Personal information
- Full name: Jack Ettwell George Sexton
- Date of birth: 27 February 1907
- Place of birth: Adelaide, South Australia
- Date of death: 26 October 1935 (aged 28)
- Place of death: Adelaide, South Australia
- Original team(s): Glenelg (SANFL)
- Height: 180 cm (5 ft 11 in)
- Weight: 73 kg (161 lb)
- Position(s): Centre

Playing career^{1}
- Years: Club / Games (Goals)
- 1925–29: Glenelg (SANFL) / 47 (?)
- 1930–31: West Adelaide (SANFL) / 19 (2)
- 1932–34: Fitzroy (VFL) / 29 (10)
- 1935: Norwood (SANFL) / 6 (0)
- ^{1} Playing statistics correct to the end of 1935.

Career highlights
- SANFL debut with Glenelg in 1925; SANFL Magarey Medallist in 1931; VFL debut with Fitzroy on 30 April 1932 v Carlton at Brunswick Street Oval; Fitzroy Club Captain 1932-33; Norwood Captain-Coach 1935 (6 games);

= Jack Sexton (footballer, born 1907) =

Australian rules footballer, born 1907

Jack Ettwell George Sexton (27 February 1907– 26 October 1935) was an Australian rules footballer who played in the South Australian National Football League (SANFL) and for in the Victorian Football League (VFL).

==History==
Sexton was a centreman and started his career in 1925 with Glenelg. In 1930, he crossed to West Adelaide after a dispute over his salary. He won a Magarey Medal in 1931 and in the following season, he moved to Victoria and joined Fitzroy.

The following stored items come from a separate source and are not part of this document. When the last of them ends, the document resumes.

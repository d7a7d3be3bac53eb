//! Property definitions and their extension points.
//!
//! User code plugs into the pipeline through plain function values stored
//! on each property: lifecycle [`Hook`]s, `get`/`set` [`Transform`]s, default
//! producers and custom validation [`Predicate`]s. All of them may be
//! asynchronous and report failure through `anyhow::Result`.

use std::fmt;
use std::future::Future;
use std::sync::Arc;

use dynamodel_model::{AttributeType, DateFormat, Document, Value};
use futures::FutureExt;
use futures::future::BoxFuture;
use serde::{Deserialize, Deserializer};

use super::RawSchema;
use super::composite::CompositeTemplate;

// ---------------------------------------------------------------------------
// Extension points
// ---------------------------------------------------------------------------

type HookFn = dyn Fn(Option<Value>, Document) -> BoxFuture<'static, anyhow::Result<Option<Value>>>
    + Send
    + Sync;

/// Stage hook (`onCreate`, `onUpdate`, `onUpsert`).
///
/// Receives the field's current value (`None` when absent) and a snapshot of
/// the in-progress document. Returning `None` leaves the field absent.
#[derive(Clone)]
pub struct Hook(Arc<HookFn>);

impl Hook {
    /// Wrap an async hook.
    pub fn new<F, Fut>(f: F) -> Self
    where
        F: Fn(Option<Value>, Document) -> Fut + Send + Sync + 'static,
        Fut: Future<Output = anyhow::Result<Option<Value>>> + Send + 'static,
    {
        Self(Arc::new(move |v, d| f(v, d).boxed()))
    }

    /// Wrap a synchronous hook.
    pub fn sync<F>(f: F) -> Self
    where
        F: Fn(Option<Value>, &Document) -> anyhow::Result<Option<Value>> + Send + Sync + 'static,
    {
        Self(Arc::new(move |v, d| futures::future::ready(f(v, &d)).boxed()))
    }

    /// Run the hook.
    pub async fn call(
        &self,
        current: Option<Value>,
        doc: Document,
    ) -> anyhow::Result<Option<Value>> {
        (self.0)(current, doc).await
    }
}

impl fmt::Debug for Hook {
    fn fmt(&self, f: &mut fmt::Formatter<'_>) -> fmt::Result {
        f.write_str("Hook(..)")
    }
}

type TransformFn = dyn Fn(Value) -> BoxFuture<'static, anyhow::Result<Value>> + Send + Sync;

/// Property-level `get`/`set` coercion.
#[derive(Clone)]
pub struct Transform(Arc<TransformFn>);

impl Transform {
    /// Wrap an async transform.
    pub fn new<F, Fut>(f: F) -> Self
    where
        F: Fn(Value) -> Fut + Send + Sync + 'static,
        Fut: Future<Output = anyhow::Result<Value>> + Send + 'static,
    {
        Self(Arc::new(move |v| f(v).boxed()))
    }

    /// Wrap a synchronous transform.
    pub fn sync<F>(f: F) -> Self
    where
        F: Fn(Value) -> anyhow::Result<Value> + Send + Sync + 'static,
    {
        Self(Arc::new(move |v| futures::future::ready(f(v)).boxed()))
    }

    /// Run the transform.
    pub async fn call(&self, value: Value) -> anyhow::Result<Value> {
        (self.0)(value).await
    }
}

impl fmt::Debug for Transform {
    fn fmt(&self, f: &mut fmt::Formatter<'_>) -> fmt::Result {
        f.write_str("Transform(..)")
    }
}

type ProducerFn = dyn Fn() -> BoxFuture<'static, anyhow::Result<Value>> + Send + Sync;

/// Zero-argument default producer.
#[derive(Clone)]
pub struct Producer(Arc<ProducerFn>);

impl Producer {
    /// Wrap an async producer.
    pub fn new<F, Fut>(f: F) -> Self
    where
        F: Fn() -> Fut + Send + Sync + 'static,
        Fut: Future<Output = anyhow::Result<Value>> + Send + 'static,
    {
        Self(Arc::new(move || f().boxed()))
    }

    /// Wrap a synchronous producer.
    pub fn sync<F>(f: F) -> Self
    where
        F: Fn() -> Value + Send + Sync + 'static,
    {
        Self(Arc::new(move || futures::future::ready(Ok::<_, anyhow::Error>(f())).boxed()))
    }

    /// Produce a value.
    pub async fn call(&self) -> anyhow::Result<Value> {
        (self.0)().await
    }
}

impl fmt::Debug for Producer {
    fn fmt(&self, f: &mut fmt::Formatter<'_>) -> fmt::Result {
        f.write_str("Producer(..)")
    }
}

type PredicateFn = dyn Fn(Value) -> BoxFuture<'static, anyhow::Result<bool>> + Send + Sync;

/// Custom validator. `Ok(false)` and `Err(_)` both fail validation; an error
/// is kept as the failure's source.
#[derive(Clone)]
pub struct Predicate(Arc<PredicateFn>);

impl Predicate {
    /// Wrap an async predicate.
    pub fn new<F, Fut>(f: F) -> Self
    where
        F: Fn(Value) -> Fut + Send + Sync + 'static,
        Fut: Future<Output = anyhow::Result<bool>> + Send + 'static,
    {
        Self(Arc::new(move |v| f(v).boxed()))
    }

    /// Wrap a synchronous predicate.
    pub fn sync<F>(f: F) -> Self
    where
        F: Fn(&Value) -> bool + Send + Sync + 'static,
    {
        Self(Arc::new(move |v| futures::future::ready(Ok::<_, anyhow::Error>(f(&v))).boxed()))
    }

    /// Evaluate the predicate.
    pub async fn call(&self, value: Value) -> anyhow::Result<bool> {
        (self.0)(value).await
    }
}

impl fmt::Debug for Predicate {
    fn fmt(&self, f: &mut fmt::Formatter<'_>) -> fmt::Result {
        f.write_str("Predicate(..)")
    }
}

/// Default for an absent field.
#[derive(Debug, Clone)]
pub enum DefaultValue {
    /// Fixed value.
    Constant(Value),
    /// Computed on demand.
    Producer(Producer),
    /// Rendered from other fields of the same document.
    Composite(CompositeTemplate),
}

impl DefaultValue {
    /// Resolve the default against the in-progress document.
    pub async fn resolve(&self, doc: &Document) -> anyhow::Result<Value> {
        match self {
            Self::Constant(v) => Ok(v.clone()),
            Self::Producer(p) => p.call().await,
            Self::Composite(t) => Ok(Value::String(t.render(doc))),
        }
    }
}

impl<T: Into<Value>> From<T> for DefaultValue {
    fn from(value: T) -> Self {
        Self::Constant(value.into())
    }
}

impl From<Producer> for DefaultValue {
    fn from(producer: Producer) -> Self {
        Self::Producer(producer)
    }
}

impl<'de> Deserialize<'de> for DefaultValue {
    fn deserialize<D: Deserializer<'de>>(deserializer: D) -> Result<Self, D::Error> {
        Value::deserialize(deserializer).map(Self::Constant)
    }
}

/// Entry of a property's `validate` map.
#[derive(Debug, Clone)]
pub enum Validator {
    /// Parameter for the type's built-in validator of the same name.
    Builtin(Value),
    /// User predicate.
    Custom(Predicate),
}

impl<T: Into<Value>> From<T> for Validator {
    fn from(param: T) -> Self {
        Self::Builtin(param.into())
    }
}

impl From<Predicate> for Validator {
    fn from(predicate: Predicate) -> Self {
        Self::Custom(predicate)
    }
}

impl<'de> Deserialize<'de> for Validator {
    fn deserialize<D: Deserializer<'de>>(deserializer: D) -> Result<Self, D::Error> {
        Value::deserialize(deserializer).map(Self::Builtin)
    }
}

// ---------------------------------------------------------------------------
// RawProperty
// ---------------------------------------------------------------------------

/// A property as authored, before normalization.
///
/// Deserializes from the JSON shape
/// `{"type": "DATE", "required": true, "format": "number", "validate": {...}}`.
/// Function-valued fields cannot come from JSON and are attached with the
/// builder methods.
#[derive(Debug, Clone, Default, Deserialize)]
#[serde(rename_all = "camelCase")]
pub struct RawProperty {
    /// Type spelling: a canonical tag or an alias.
    #[serde(rename = "type")]
    pub type_name: String,
    /// Whether the field must be present on create.
    #[serde(default)]
    pub required: bool,
    /// Default for absent fields.
    #[serde(default)]
    pub default: Option<DefaultValue>,
    /// Create-stage hook.
    #[serde(skip)]
    pub on_create: Option<Hook>,
    /// Update-stage hook.
    #[serde(skip)]
    pub on_update: Option<Hook>,
    /// Upsert-stage hook.
    #[serde(skip)]
    pub on_upsert: Option<Hook>,
    /// Read-side transform.
    #[serde(skip)]
    pub get: Option<Transform>,
    /// Write-side transform.
    #[serde(skip)]
    pub set: Option<Transform>,
    /// Allowed values; must be a list.
    #[serde(default, rename = "enum")]
    pub enum_values: Option<Value>,
    /// Validators in declaration order.
    #[serde(default, deserialize_with = "super::deserialize_ordered")]
    pub validate: Vec<(String, Validator)>,
    /// Composite template, e.g. `"USER#{id}"`.
    #[serde(default)]
    pub composite: Option<String>,
    /// Date storage format.
    #[serde(default)]
    pub format: Option<DateFormat>,
    /// Nested sub-schema for list elements or object fields.
    #[serde(default)]
    pub properties: Option<RawSchema>,
}

impl RawProperty {
    /// Property with the given type spelling.
    #[must_use]
    pub fn new(type_name: impl Into<String>) -> Self {
        Self {
            type_name: type_name.into(),
            ..Self::default()
        }
    }

    /// Property of a canonical type.
    #[must_use]
    pub fn of(ty: AttributeType) -> Self {
        Self::new(ty.as_str())
    }

    /// Mark as required.
    #[must_use]
    pub fn required(mut self) -> Self {
        self.required = true;
        self
    }

    /// Set the default.
    #[must_use]
    pub fn default_value(mut self, default: impl Into<DefaultValue>) -> Self {
        self.default = Some(default.into());
        self
    }

    /// Set the create hook.
    #[must_use]
    pub fn on_create(mut self, hook: Hook) -> Self {
        self.on_create = Some(hook);
        self
    }

    /// Set the update hook.
    #[must_use]
    pub fn on_update(mut self, hook: Hook) -> Self {
        self.on_update = Some(hook);
        self
    }

    /// Set the upsert hook.
    #[must_use]
    pub fn on_upsert(mut self, hook: Hook) -> Self {
        self.on_upsert = Some(hook);
        self
    }

    /// Set the read transform.
    #[must_use]
    pub fn get(mut self, transform: Transform) -> Self {
        self.get = Some(transform);
        self
    }

    /// Set the write transform.
    #[must_use]
    pub fn set(mut self, transform: Transform) -> Self {
        self.set = Some(transform);
        self
    }

    /// Restrict to a list of allowed values.
    #[must_use]
    pub fn enum_values<I, V>(mut self, values: I) -> Self
    where
        I: IntoIterator<Item = V>,
        V: Into<Value>,
    {
        self.enum_values = Some(Value::List(values.into_iter().map(Into::into).collect()));
        self
    }

    /// Append a validator.
    #[must_use]
    pub fn validate(mut self, name: impl Into<String>, validator: impl Into<Validator>) -> Self {
        self.validate.push((name.into(), validator.into()));
        self
    }

    /// Derive the value from a template.
    #[must_use]
    pub fn composite(mut self, template: impl Into<String>) -> Self {
        self.composite = Some(template.into());
        self
    }

    /// Set the date storage format.
    #[must_use]
    pub fn format(mut self, format: DateFormat) -> Self {
        self.format = Some(format);
        self
    }

    /// Attach a nested sub-schema.
    #[must_use]
    pub fn properties(mut self, schema: RawSchema) -> Self {
        self.properties = Some(schema);
        self
    }
}

// ---------------------------------------------------------------------------
// PropertyDefinition
// ---------------------------------------------------------------------------

/// A normalized, immutable property.
#[derive(Debug, Clone)]
pub struct PropertyDefinition {
    pub(crate) name: String,
    pub(crate) ty: AttributeType,
    pub(crate) required: bool,
    pub(crate) default: Option<DefaultValue>,
    pub(crate) on_create: Option<Hook>,
    pub(crate) on_update: Option<Hook>,
    pub(crate) on_upsert: Option<Hook>,
    pub(crate) get: Option<Transform>,
    pub(crate) set: Option<Transform>,
    pub(crate) enum_values: Option<Vec<Value>>,
    pub(crate) validators: Vec<(String, Validator)>,
    pub(crate) composite: Option<CompositeTemplate>,
    pub(crate) format: DateFormat,
    pub(crate) properties: Option<Arc<super::Schema>>,
}

impl PropertyDefinition {
    /// Property name.
    #[must_use]
    pub fn name(&self) -> &str {
        &self.name
    }

    /// Resolved type.
    #[must_use]
    pub fn ty(&self) -> AttributeType {
        self.ty
    }

    /// Whether the property is required.
    #[must_use]
    pub fn is_required(&self) -> bool {
        self.required
    }

    /// Default, if any.
    #[must_use]
    pub fn default(&self) -> Option<&DefaultValue> {
        self.default.as_ref()
    }

    /// Allowed values, if restricted.
    #[must_use]
    pub fn enum_values(&self) -> Option<&[Value]> {
        self.enum_values.as_deref()
    }

    /// Declared validators in order.
    #[must_use]
    pub fn validators(&self) -> &[(String, Validator)] {
        &self.validators
    }

    /// Composite template, if derived.
    #[must_use]
    pub fn composite(&self) -> Option<&CompositeTemplate> {
        self.composite.as_ref()
    }

    /// Date storage format.
    #[must_use]
    pub fn format(&self) -> DateFormat {
        self.format
    }

    /// Nested sub-schema.
    #[must_use]
    pub fn properties(&self) -> Option<&Arc<super::Schema>> {
        self.properties.as_ref()
    }

    /// Declared parameter of a built-in validator, if present.
    #[must_use]
    pub fn builtin_param(&self, name: &str) -> Option<&Value> {
        self.validators.iter().find_map(|(n, v)| match v {
            Validator::Builtin(param) if n == name => Some(param),
            _ => None,
        })
    }
}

He captained Fitzroy in 1932 and 1933 and played a total of 29 VFL games before returning to South Australia in 1935. Now playing with Norwood as captain-coach, Sexton starting suffering from pleurisy and was forced to resign just six games into the season. He finished with a total of 101 senior games and in October that year, he died from his illness.